━━━━━ EXCERPTED DATA ━━━━━

//! Plan construction: every matched file times every destination

use std::collections::HashSet;
use std::path::PathBuf;

use super::actions::{PlanAction, PlannedOperation};
use crate::matcher::MatchedFile;
use crate::source::SourceContext;

/// Turns matches into an ordered list of copy/skip operations
#[derive(Debug, Clone)]
pub struct Planner {
    destinations: Vec<PathBuf>,
}

impl Planner {
    /// Create a planner for validated destinations.
    ///
    /// Destinations must already exist; the planner never creates them.
    #[must_use]
    pub const fn new(destinations: Vec<PathBuf>) -> Self {
        Self { destinations }
    }

    /// Destinations in copy order
    #[must_use]
    pub fn destinations(&self) -> &[PathBuf] {
        &self.destinations
    }

    /// Build the plan.
    ///
    /// Files are taken in match order and, for each file, destinations in
    /// configured order. A destination path that already exists, or that an
    /// earlier operation in the same plan already claimed, becomes
    /// [`PlanAction::SkipExists`]. The existence check is advisory: another
    /// process may create the file before the executor gets to it.
    #[must_use]
    pub fn plan(&self, source: &SourceContext, matches: &[MatchedFile]) -> Vec<PlannedOperation> {
        let mut plan = Vec::with_capacity(matches.len() * self.destinations.len());
        let mut claimed = HashSet::with_capacity(plan.capacity());

        for matched in matches {
            let source_path = source.file_path(matched);
            let renamed = source.renamed_target(matched);

            for dest_dir in &self.destinations {
                let destination_path = dest_dir.join(&renamed);
                let already_claimed = !claimed.insert(destination_path.clone());
                let action = if already_claimed || destination_path.exists() {
                    PlanAction::SkipExists
                } else {
                    PlanAction::Copy
                };

                tracing::debug!(
                    src = %source_path.display(),
                    dest = %destination_path.display(),
                    %action,
                    "planned"
                );

                plan.push(PlannedOperation::new(
                    matched.clone(),
                    source_path.clone(),
                    dest_dir.clone(),
                    destination_path,
                    action,
                ));
            }
        }

        plan
    }
}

━━━━━

◆ WHAT YOU NEED TO DO: Your answer should be every entry above, repeated exactly.

◆ YOUR SOLUTION:
//! Plan construction: every matched file times every destination

use std::collections::HashSet;
use std::path::PathBuf;

use super::actions::{PlanAction, PlannedOperation};
use crate::matcher::MatchedFile;
use crate::source::SourceContext;

/// Turns matches into an ordered list of copy/skip operations
#[derive(Debug, Clone)]
pub struct Planner {
    destinations: Vec<PathBuf>,
}

impl Planner {
    /// Create a planner for validated destinations.
    ///
    /// Destinations must already exist; the planner never creates them.
    #[must_use]
    pub const fn new(destinations: Vec<PathBuf>) -> Self {
        Self { destinations }
    }

    /// Destinations in copy order
    #[must_use]
    pub fn destinations(&self) -> &[PathBuf] {
        &self.destinations
    }

    /// Build the plan.
    ///
    /// Files are taken in match order and, for each file, destinations in
    /// configured order. A destination path that already exists, or that an
    /// earlier operation in the same plan already claimed, becomes
    /// [`PlanAction::SkipExists`]. The existence check is advisory: another
    /// process may create the file before the executor gets to it.
    #[must_use]
    pub fn plan(&self, source: &SourceContext, matches: &[MatchedFile]) -> Vec<PlannedOperation> {
        let mut plan = Vec::with_capacity(matches.len() * self.destinations.len());
        let mut claimed = HashSet::with_capacity(plan.capacity());

        for matched in matches {
            let source_path = source.file_path(matched);
            let renamed = source.renamed_target(matched);

            for dest_dir in &self.destinations {
                let destination_path = dest_dir.join(&renamed);
                let already_claimed = !claimed.insert(destination_path.clone());
                let action = if already_claimed || destination_path.exists() {
                    PlanAction::SkipExists
                } else {
                    PlanAction::Copy
                };

                tracing::debug!(
                    src = %source_path.display(),
                    dest = %destination_path.display(),
                    %action,
                    "planned"
                );

                plan.push(PlannedOperation::new(
                    matched.clone(),
                    source_path.clone(),
                    dest_dir.clone(),
                    destination_path,
                    action,
                ));
            }
        }

        plan
    }
}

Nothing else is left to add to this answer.